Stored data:
=======

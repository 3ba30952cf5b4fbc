//! 传输模块：向语音合成端点发起请求并以字节流返回音频。
//!
//! HTTP transport for the speech-synthesis endpoint.

mod http;

pub use http::{SpeechTransport, SpeechTransportBuilder, DEFAULT_BASE_URL, DEFAULT_ENDPOINT_PATH};
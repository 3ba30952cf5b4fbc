//! 播放模块：选择平台播放器并管理外部播放进程。
//!
//! Player selection and external process lifecycle.
//!
//! [`PlayerLocator`] predicts which executable to run on this platform;
//! [`PlaybackSession`] spawns it, feeds it audio and turns its exit status into a result.

mod locator;
mod session;

pub use locator::{AudioInput, CustomPlayer, LinuxPlayer, Platform, Player, PlayerLocator};
pub use session::{play_file, PlaybackSession};
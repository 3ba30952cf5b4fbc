//! Mock synthesis endpoint and stand-in players for integration tests

#![allow(dead_code)]

use mockito::{Matcher, Mock, Server, ServerGuard};
use speakstream::{
    CustomPlayer, Delivery, Player, PlayerLocator, SpeechTransport, SynthesisRequest,
};
use std::path::Path;

pub const TEXT: &str = "Hello world";
pub const MODEL: &str = "aura-asteria-en";
pub const API_KEY: &str = "test-key";

/// Test fixture that owns a mock synthesis server
pub struct MockServerFixture {
    pub server: ServerGuard,
    pub base_url: String,
}

impl MockServerFixture {
    pub async fn new() -> Self {
        let server = Server::new_async().await;
        let base_url = server.url();
        Self { server, base_url }
    }

    /// Delivery pointed at the mock server, using only the given player candidates
    pub fn delivery(&self, candidates: Vec<Player>) -> Delivery {
        let transport = SpeechTransport::builder()
            .base_url(self.base_url.as_str())
            .build()
            .expect("transport");
        Delivery::new(transport, PlayerLocator::current().with_candidates(candidates))
    }

    /// Mock the speak endpoint, expecting exactly `hits` well-formed requests
    pub async fn mock_speech(&mut self, status: usize, body: &[u8], hits: usize) -> Mock {
        self.server
            .mock("POST", Matcher::Regex(r"^/v1/speak".to_string()))
            .match_query(Matcher::UrlEncoded("model".into(), MODEL.into()))
            .match_header("authorization", format!("Token {}", API_KEY).as_str())
            .match_header("content-type", "application/json")
            .match_body(Matcher::Json(serde_json::json!({ "text": TEXT })))
            .with_status(status)
            .with_header("content-type", "audio/mpeg")
            .with_body(body)
            .expect(hits)
            .create_async()
            .await
    }
}

pub fn request() -> SynthesisRequest {
    SynthesisRequest::new(TEXT, MODEL, API_KEY).expect("valid request")
}

/// Deterministic non-text payload of `len` bytes
pub fn audio_bytes(len: usize) -> Vec<u8> {
    (0..len).map(|i| ((i * 31 + 7) % 251) as u8).collect()
}

/// `sh -c <script> sh <args...>`
pub fn shell_player(script: &str, args: &[&Path]) -> Player {
    let mut argv = vec!["-c".to_string(), script.to_string(), "sh".to_string()];
    argv.extend(args.iter().map(|p| p.to_string_lossy().into_owned()));
    Player::Custom(CustomPlayer::new("sh", argv))
}

/// Copies the played file to `dest`; the file path arrives as `$2`.
pub fn copying_player(dest: &Path) -> Player {
    shell_player(r#"cp "$2" "$1""#, &[dest])
}

/// Drains stdin into `dest`.
pub fn recording_player(dest: &Path) -> Player {
    shell_player(r#"cat > "$1""#, &[dest])
}

pub fn missing_player() -> Player {
    Player::Custom(CustomPlayer::new(
        "speakstream-no-such-player",
        Vec::<String>::new(),
    ))
}

pub fn exiting_player(program: &str) -> Player {
    Player::Custom(CustomPlayer::new(program, Vec::<String>::new()))
}
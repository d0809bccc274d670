//! Estimates how many nodes a node group needs to attach the volumes of pending pods.
//!
//! Estimation runs inside a forked [`Snapshot`]: template CSINodes are added as if the node group
//! had been scaled up, and the fork is reverted afterwards so the snapshot is left untouched.

use std::cmp::Ordering;
use std::collections::{BTreeMap, HashMap};

use serde::{Deserialize, Serialize};
use tracing::{debug, info, warn};

use crate::cloudprovider::{CloudProvider, NodeGroup, ResourceLimiter};
use crate::csi::Snapshot;
use crate::error::{CloudProviderError, CloudProviderResult, EstimatorResult};
use crate::resources::{CsiNode, Node, ResourceQuantities};
use crate::utils;

/// The CSI volumes a pending pod needs attached to whatever node it lands on.
#[derive(Clone, Debug, PartialEq, Eq, Hash, Serialize, Deserialize)]
pub struct VolumeDemand {
    pub name: String,
    pub driver: String,
    pub volumes: u32,
}

#[derive(Clone, Debug, Default, PartialEq, Eq)]
pub struct Estimate {
    /// New nodes that ended up with at least one pod.
    pub node_count: usize,
    pub scheduled: Vec<String>,
    pub unschedulable: Vec<String>,
}

pub type DemandOrderer = Box<dyn Fn(&VolumeDemand, &VolumeDemand) -> Ordering + Send + Sync>;

/// Packs demands onto template nodes, largest first unless told otherwise.
#[derive(derivative::Derivative)]
#[derivative(Debug)]
pub struct VolumeBinpackingEstimator {
    /// Upper bound on nodes added by a single estimation, 0 means no bound.
    pub max_nodes_per_estimation: usize,
    #[derivative(Debug = "ignore")]
    orderer: DemandOrderer,
}

impl Default for VolumeBinpackingEstimator {
    fn default() -> Self {
        Self {
            max_nodes_per_estimation: 0,
            orderer: Box::new(|a, b| b.volumes.cmp(&a.volumes).then_with(|| a.name.cmp(&b.name))),
        }
    }
}

/// A node added during the estimation and the attachments it has left per driver.
struct NewNode {
    name: String,
    used: HashMap<String, u32>,
}

impl VolumeBinpackingEstimator {
    pub fn with_max_nodes(mut self, max_nodes: usize) -> Self {
        self.max_nodes_per_estimation = max_nodes;
        self
    }

    pub fn with_orderer(mut self, orderer: DemandOrderer) -> Self {
        self.orderer = orderer;
        self
    }

    /// Estimate the nodes of `node_group` needed for `demands`, adding at most `limit` nodes.
    pub fn estimate(
        &self,
        snapshot: &mut Snapshot,
        demands: &[VolumeDemand],
        node_group: &dyn NodeGroup,
        limit: usize,
    ) -> EstimatorResult<Estimate> {
        let template = node_group.template_node_info()?;
        let limit = match self.max_nodes_per_estimation {
            0 => limit,
            max => limit.min(max),
        };

        let mut demands = demands.to_vec();
        demands.sort_by(|a, b| (self.orderer)(a, b));

        let Some(template_csi) = template.csi_node else {
            debug!(group = node_group.id(), "Node group template has no CSINode");
            return Ok(Estimate {
                unschedulable: demands.into_iter().map(|d| d.name).collect(),
                ..Default::default()
            });
        };

        snapshot.fork();
        let result = self.binpack(snapshot, &demands, &template_csi, node_group.id(), limit);
        snapshot.revert();
        result
    }

    fn binpack(
        &self,
        snapshot: &mut Snapshot,
        demands: &[VolumeDemand],
        template: &CsiNode,
        group: &str,
        limit: usize,
    ) -> EstimatorResult<Estimate> {
        let mut estimate = Estimate::default();
        let mut nodes: Vec<NewNode> = Vec::new();
        let mut name_index = 0;

        for demand in demands {
            let fits_template = template
                .driver_allocatable(&demand.driver)
                .map_or(false, |count| count >= demand.volumes);
            if !fits_template {
                debug!(pod = demand.name, driver = demand.driver, "Template can never fit pod");
                estimate.unschedulable.push(demand.name.clone());
                continue;
            }

            let mut placed = false;
            for node in &mut nodes {
                if try_place(snapshot, node, demand)? {
                    placed = true;
                    break;
                }
            }
            if !placed && nodes.len() < limit {
                let name = loop {
                    let candidate = format!("template-{}-{}", group, name_index);
                    name_index += 1;
                    if snapshot.get(&candidate).is_err() {
                        break candidate;
                    }
                };
                snapshot.add_csi_node((*utils::csi_node_from_template(template, &name)).clone())?;
                let mut node = NewNode {
                    name,
                    used: HashMap::new(),
                };
                placed = try_place(snapshot, &mut node, demand)?;
                nodes.push(node);
            }

            if placed {
                estimate.scheduled.push(demand.name.clone());
            } else {
                estimate.unschedulable.push(demand.name.clone());
            }
        }

        estimate.node_count = nodes.iter().filter(|n| !n.used.is_empty()).count();
        debug!(
            group,
            nodes = estimate.node_count,
            scheduled = estimate.scheduled.len(),
            unschedulable = estimate.unschedulable.len(),
            "Finished binpacking estimation"
        );
        Ok(estimate)
    }
}

fn try_place(
    snapshot: &mut Snapshot,
    node: &mut NewNode,
    demand: &VolumeDemand,
) -> EstimatorResult<bool> {
    let csi_node = snapshot.get(&node.name)?;
    let allocatable = csi_node.driver_allocatable(&demand.driver).unwrap_or(0);
    let used = node.used.get(&demand.driver).copied().unwrap_or(0);
    if allocatable.saturating_sub(used) < demand.volumes {
        return Ok(false);
    }
    *node.used.entry(demand.driver.clone()).or_default() += demand.volumes;
    Ok(true)
}

#[derive(Clone, Debug, PartialEq, Eq)]
pub struct ScaleUpOption {
    pub node_group: String,
    pub node_count: usize,
    pub scheduled: Vec<String>,
    pub unschedulable: Vec<String>,
}

/// Chooses which node group to grow for the pending demand.
#[derive(Debug, Default)]
pub struct ScaleUpPlanner {
    estimator: VolumeBinpackingEstimator,
    /// Capacity totals of the nodes already in the cluster, in thousandths of a unit.
    totals: BTreeMap<String, u128>,
}

impl ScaleUpPlanner {
    pub fn new(estimator: VolumeBinpackingEstimator, nodes: &[Node]) -> Self {
        Self {
            estimator,
            totals: resource_totals(nodes.iter().map(|n| &n.status.capacity)),
        }
    }

    /// Estimate every node group that can still grow.
    pub fn options(
        &self,
        provider: &dyn CloudProvider,
        snapshot: &mut Snapshot,
        demands: &[VolumeDemand],
    ) -> EstimatorResult<Vec<ScaleUpOption>> {
        let limiter = provider.get_resource_limiter()?;
        let exceeded = limiter.exceeded(&self.totals);
        if !exceeded.is_empty() {
            warn!(?exceeded, "Cluster is already over its resource limits");
        }
        let mut options = Vec::new();

        for group in provider.node_groups() {
            if !group.exist() {
                continue;
            }
            let headroom = group.max_size().saturating_sub(group.target_size()?);
            let template = group.template_node_info()?;
            let limit = headroom.min(self.nodes_within_limits(&limiter, &template.node));
            if limit == 0 {
                debug!(group = group.id(), "Node group cannot grow");
                continue;
            }

            let estimate = self.estimator.estimate(snapshot, demands, group, limit)?;
            let option = ScaleUpOption {
                node_group: group.id().to_owned(),
                node_count: estimate.node_count,
                scheduled: estimate.scheduled,
                unschedulable: estimate.unschedulable,
            };
            info!(
                group = option.node_group,
                nodes = option.node_count,
                scheduled = option.scheduled.len(),
                "Computed scale-up option"
            );
            options.push(option);
        }
        Ok(options)
    }

    /// Pick the option scheduling the most demand.
    ///
    /// Ties go to fewer new nodes, then to the lowest node group id.
    pub fn best_option(
        &self,
        provider: &dyn CloudProvider,
        snapshot: &mut Snapshot,
        demands: &[VolumeDemand],
    ) -> EstimatorResult<Option<ScaleUpOption>> {
        let mut best: Option<ScaleUpOption> = None;
        for option in self.options(provider, snapshot, demands)? {
            if option.node_count == 0 {
                continue;
            }
            if best.as_ref().map_or(true, |b| better(&option, b)) {
                best = Some(option);
            }
        }
        Ok(best)
    }

    /// How many copies of `template` fit under the resource limits.
    fn nodes_within_limits(&self, limiter: &ResourceLimiter, template: &Node) -> usize {
        let mut allowed = usize::MAX;
        for (resource, quantity) in &template.status.capacity.others {
            let Some(per_node) = quantity.to_milli() else {
                warn!(resource, %quantity, "Ignoring unparseable template quantity");
                continue;
            };
            if per_node == 0 {
                continue;
            }
            let current = self.totals.get(resource).copied().unwrap_or(0);
            let left = limiter.max_milli(resource).saturating_sub(current);
            allowed = allowed.min(usize::try_from(left / per_node).unwrap_or(usize::MAX));
        }
        allowed
    }

    /// Ask the provider to grow the chosen node group.
    pub fn execute(
        &self,
        provider: &mut dyn CloudProvider,
        option: &ScaleUpOption,
    ) -> CloudProviderResult<()> {
        let group = provider
            .node_group_mut(&option.node_group)
            .ok_or_else(|| CloudProviderError::NodeGroupNotFound(option.node_group.clone()))?;
        group.increase_size(option.node_count as i64)
    }
}

fn better(candidate: &ScaleUpOption, current: &ScaleUpOption) -> bool {
    candidate
        .scheduled
        .len()
        .cmp(&current.scheduled.len())
        .then_with(|| current.node_count.cmp(&candidate.node_count))
        .then_with(|| current.node_group.cmp(&candidate.node_group))
        == Ordering::Greater
}

/// Sum quantities per resource name in thousandths of a unit.
///
/// Quantities that do not parse are skipped.
pub fn resource_totals<'a>(
    quantities: impl Iterator<Item = &'a ResourceQuantities>,
) -> BTreeMap<String, u128> {
    let total: ResourceQuantities = quantities.sum();
    total.milli_values()
}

=======

Work request: The exercise is to copy out every line above that has the word "headroom" in it.

Your solution:
            let headroom = group.max_size().saturating_sub(group.target_size()?);
            let limit = headroom.min(self.nodes_within_limits(&limiter, &template.node));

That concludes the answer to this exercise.